Finance Minister Grant Robertson during his Wellbeing Budget 2019 presentation in the lock-up at Parliament, Wellington. Photo / Mark Mitchell
EDITORIAL:
It's being pitched as the Recovery Budget but the Survival Budget would be closer to the truth for many New Zealanders.
Vision, hope and optimism about New Zealand's future are good things.
We'll need to hear some of this from Finance Minister Grant Robertson when he takes the floorin Parliament this afternoon.
There will be a temptation for the Government to treat the historic nature of events this year as opportunity to radically overhaul the economy. The prospect of transformation to a fairer, more productive economy is hard to argue with.
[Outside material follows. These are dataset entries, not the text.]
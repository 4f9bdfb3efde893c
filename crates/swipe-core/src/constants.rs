/// How long a loaded catalog snapshot is served before a reload is attempted (5 minutes).
pub const CATALOG_TTL_MS: u64 = 5 * 60 * 1000;

/// Minimum gap between catalog load attempts, so a broken source is not
/// re-read on every request.
pub const CATALOG_RETRY_MS: u64 = 10 * 1000;

/// Capacity of the process-wide recently-served ring.
pub const RECENTLY_SERVED_CAPACITY: usize = 15;

/// Probability of drawing from the "other" (unexplored or disliked) tier.
pub const EXPLORE_RATE: f64 = 0.8;

/// Base weight for any tag in the smashed tier.
pub const SMASHED_BASE_WEIGHT: f64 = 1.0;

/// Weight added per point of affinity in the smashed tier.
pub const SMASHED_AFFINITY_FACTOR: f64 = 0.5;

/// Floor so that every smashed tag keeps a chance of being drawn.
pub const SMASHED_MIN_WEIGHT: f64 = 0.1;

/// Smash increments added by a single favorite.
pub const FAVORITE_SMASH_WEIGHT: u64 = 2;

/// Upper bound on a single reported view time, in milliseconds.
pub const MAX_VIEW_TIME_MS: f64 = 30_000.0;

/// Total media resolution attempts for a single selection before giving up.
pub const MAX_MEDIA_ATTEMPTS: usize = 3;

/// Tag always excluded from media queries.
pub const EXCLUDED_MEDIA_TAG: &str = "ai_generated";

/// Number of posts requested from the media lookup per query.
pub const MEDIA_RESULT_LIMIT: usize = 20;
//! CLI command integration tests.
//! Each test uses a temp directory via SWIPE_DATA_DIR for full isolation.

use assert_cmd::Command;
use predicates::prelude::*;
use tempfile::TempDir;

fn swipe_cmd(data_dir: &TempDir) -> Command {
    #[allow(deprecated)]
    let mut cmd = Command::cargo_bin("swipe").unwrap();
    cmd.env("SWIPE_DATA_DIR", data_dir.path());
    cmd.env_remove("RUST_LOG");
    cmd
}

fn with_catalog(names: &[&str]) -> TempDir {
    let dir = TempDir::new().unwrap();
    let entries: Vec<String> = names
        .iter()
        .enumerate()
        .map(|(i, n)| format!(r#"{{"name":"{n}","posts":{}}}"#, 1000 - i))
        .collect();
    std::fs::write(
        dir.path().join("popular_character_tags.json"),
        format!("[{}]", entries.join(",")),
    )
    .unwrap();
    dir
}

fn extract_stat_value<'a>(stdout: &'a str, key: &str) -> &'a str {
    stdout
        .lines()
        .find(|l| l.starts_with(key))
        .and_then(|l| l.split_whitespace().nth(1))
        .unwrap_or("")
}

#[test]
fn help_lists_subcommands() {
    let dir = TempDir::new().unwrap();
    swipe_cmd(&dir)
        .arg("--help")
        .assert()
        .success()
        .stdout(predicate::str::contains("serve"))
        .stdout(predicate::str::contains("pick"))
        .stdout(predicate::str::contains("interact"));
}

#[test]
fn stats_fresh_data_dir() {
    let dir = with_catalog(&["zelda", "link", "ganondorf"]);
    let output = swipe_cmd(&dir).arg("stats").output().unwrap();
    assert!(output.status.success());
    let stdout = String::from_utf8_lossy(&output.stdout);
    assert_eq!(extract_stat_value(&stdout, "characters:"), "3");
    assert_eq!(extract_stat_value(&stdout, "preferences:"), "0");
    assert_eq!(extract_stat_value(&stdout, "users:"), "0");
}

#[test]
fn stats_without_catalog_still_succeeds() {
    let dir = TempDir::new().unwrap();
    swipe_cmd(&dir)
        .arg("stats")
        .assert()
        .success()
        .stdout(predicate::str::contains("unavailable"));
}

#[test]
fn interact_then_prefs() {
    let dir = with_catalog(&["zelda", "link"]);

    swipe_cmd(&dir)
        .args(["interact", "u1", "zelda", "favorite"])
        .assert()
        .success()
        .stdout(predicate::str::contains("affinity 2"));
    swipe_cmd(&dir)
        .args(["interact", "u1", "link", "pass", "--view-time", "900"])
        .assert()
        .success()
        .stdout(predicate::str::contains("affinity -1"));

    let output = swipe_cmd(&dir).args(["prefs", "u1"]).output().unwrap();
    assert!(output.status.success());
    let stdout = String::from_utf8_lossy(&output.stdout);
    let lines: Vec<&str> = stdout.lines().collect();
    assert_eq!(lines.len(), 2);
    assert!(lines[0].contains("zelda"), "highest affinity first: {stdout}");
    assert!(lines[1].contains("link"));

    let output = swipe_cmd(&dir).arg("stats").output().unwrap();
    let stdout = String::from_utf8_lossy(&output.stdout);
    assert_eq!(extract_stat_value(&stdout, "preferences:"), "2");
    assert_eq!(extract_stat_value(&stdout, "users:"), "1");
}

#[test]
fn interact_rejects_unknown_type() {
    let dir = TempDir::new().unwrap();
    swipe_cmd(&dir)
        .args(["interact", "u1", "zelda", "superlike"])
        .assert()
        .failure()
        .stderr(predicate::str::contains("invalid interaction type"));
}

#[test]
fn prefs_for_unknown_user() {
    let dir = TempDir::new().unwrap();
    swipe_cmd(&dir)
        .args(["prefs", "nobody"])
        .assert()
        .success()
        .stdout(predicate::str::contains("no preferences"));
}

#[test]
fn pick_respects_excludes() {
    let dir = with_catalog(&["a", "b", "c", "d"]);
    let output = swipe_cmd(&dir)
        .args(["pick", "--count", "10", "--exclude", "a,b", "--seed", "7"])
        .output()
        .unwrap();
    assert!(output.status.success());
    let stdout = String::from_utf8_lossy(&output.stdout);
    let mut tags: Vec<&str> = stdout
        .lines()
        .filter_map(|l| l.split('\t').next())
        .collect();
    tags.sort();
    assert_eq!(tags, vec!["c", "d"]);
}

#[test]
fn pick_is_reproducible_with_seed() {
    let dir = with_catalog(&["a", "b", "c", "d", "e", "f", "g"]);
    let run = || {
        swipe_cmd(&dir)
            .args(["pick", "--count", "3", "--seed", "42"])
            .output()
            .unwrap()
            .stdout
    };
    assert_eq!(run(), run());
}

#[test]
fn pick_everything_excluded_fails() {
    let dir = with_catalog(&["a"]);
    swipe_cmd(&dir)
        .args(["pick", "--exclude", "a"])
        .assert()
        .failure()
        .stderr(predicate::str::contains("no characters available"));
}

#[test]
fn pick_without_catalog_fails() {
    let dir = TempDir::new().unwrap();
    swipe_cmd(&dir)
        .arg("pick")
        .assert()
        .failure()
        .stderr(predicate::str::contains("failed to load catalog"));
}

#[test]
fn bad_config_file_is_reported() {
    let dir = TempDir::new().unwrap();
    std::fs::write(dir.path().join("swipe.toml"), "bnid = 3\n").unwrap();
    swipe_cmd(&dir)
        .arg("stats")
        .assert()
        .failure()
        .stderr(predicate::str::contains("failed to parse config"));
}
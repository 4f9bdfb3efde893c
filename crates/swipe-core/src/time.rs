//! Injected clocks and lightweight UTC formatting (no chrono dependency).
//!
//! Everything time-dependent in the engine (catalog TTL, interaction
//! timestamps) reads the time through [`Clock`] so tests can drive it.

use std::sync::atomic::{AtomicU64, Ordering};
use std::time::{SystemTime, UNIX_EPOCH};

/// Source of wall-clock time in Unix milliseconds.
pub trait Clock: Send + Sync {
    fn now_millis(&self) -> u64;

    fn now_iso8601(&self) -> String {
        unix_millis_to_iso8601(self.now_millis())
    }
}

/// The real system clock.
#[derive(Debug, Default, Clone, Copy)]
pub struct SystemClock;

impl Clock for SystemClock {
    fn now_millis(&self) -> u64 {
        SystemTime::now()
            .duration_since(UNIX_EPOCH)
            .unwrap_or_default()
            .as_millis() as u64
    }
}

/// A clock that only moves when told to.
#[derive(Debug, Default)]
pub struct ManualClock {
    millis: AtomicU64,
}

impl ManualClock {
    pub fn new(start_millis: u64) -> Self {
        Self {
            millis: AtomicU64::new(start_millis),
        }
    }

    pub fn advance(&self, millis: u64) {
        self.millis.fetch_add(millis, Ordering::SeqCst);
    }
}

impl Clock for ManualClock {
    fn now_millis(&self) -> u64 {
        self.millis.load(Ordering::SeqCst)
    }
}

/// Convert Unix milliseconds to an ISO-8601 UTC string with millisecond precision.
pub fn unix_millis_to_iso8601(millis: u64) -> String {
    let secs = millis / 1000;
    let ms = millis % 1000;
    let days = (secs / 86400) as i64;
    let time_of_day = secs % 86400;

    let (y, m, d) = civil_from_days(days);
    format!(
        "{y:04}-{m:02}-{d:02}T{:02}:{:02}:{:02}.{ms:03}Z",
        time_of_day / 3600,
        (time_of_day % 3600) / 60,
        time_of_day % 60
    )
}

/// Howard Hinnant's civil_from_days: Unix epoch days → (year, month, day).
fn civil_from_days(days: i64) -> (i64, u64, u64) {
    let z = days + 719468;
    let era = if z >= 0 { z } else { z - 146096 } / 146097;
    let doe = (z - era * 146097) as u64;
    let yoe = (doe - doe / 1460 + doe / 36524 - doe / 146096) / 365;
    let y = yoe as i64 + era * 400;
    let doy = doe - (365 * yoe + yoe / 4 - yoe / 100);
    let mp = (5 * doy + 2) / 153;
    let d = doy - (153 * mp + 2) / 5 + 1;
    let m = if mp < 10 { mp + 3 } else { mp - 9 };
    let y = if m <= 2 { y + 1 } else { y };
    (y, m, d)
}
For employers close to the edge, long-term vision will mean little.
They need financial help.
And the rest of us need them to retain workers.
More than 100,000 households have taken mortgage relief from their banks. More than 1.7 million workers are on government wage subsidies.
Unemployment is expected to more than double in the next few months to peak at around 10 per cent before, we hope, falling sharply as a real recovery begins.
The worst is yet to come for many New Zealanders.
As the drama and urgency of the lockdown fades, we face a hard winter of recession.
What the public is looking for is reassurance.
We've been reassured that the Government has no shortage of fiscal fire power to see us through.
It has already deployed more than $20 billion to keep and could easily double that according to projections of many economists.
Today we need to see some of that money being targeted and deployed to those most in need.
Given the level of uncertainty about the time frame and shape of the downturn, it may well be too early for Robertson to commit a large chunk of the funds he has at his disposal.
His task will be to reassure that financial help is on the way that it will be delivered in a timely fashion.
Providing that confidence is key to economic recovery.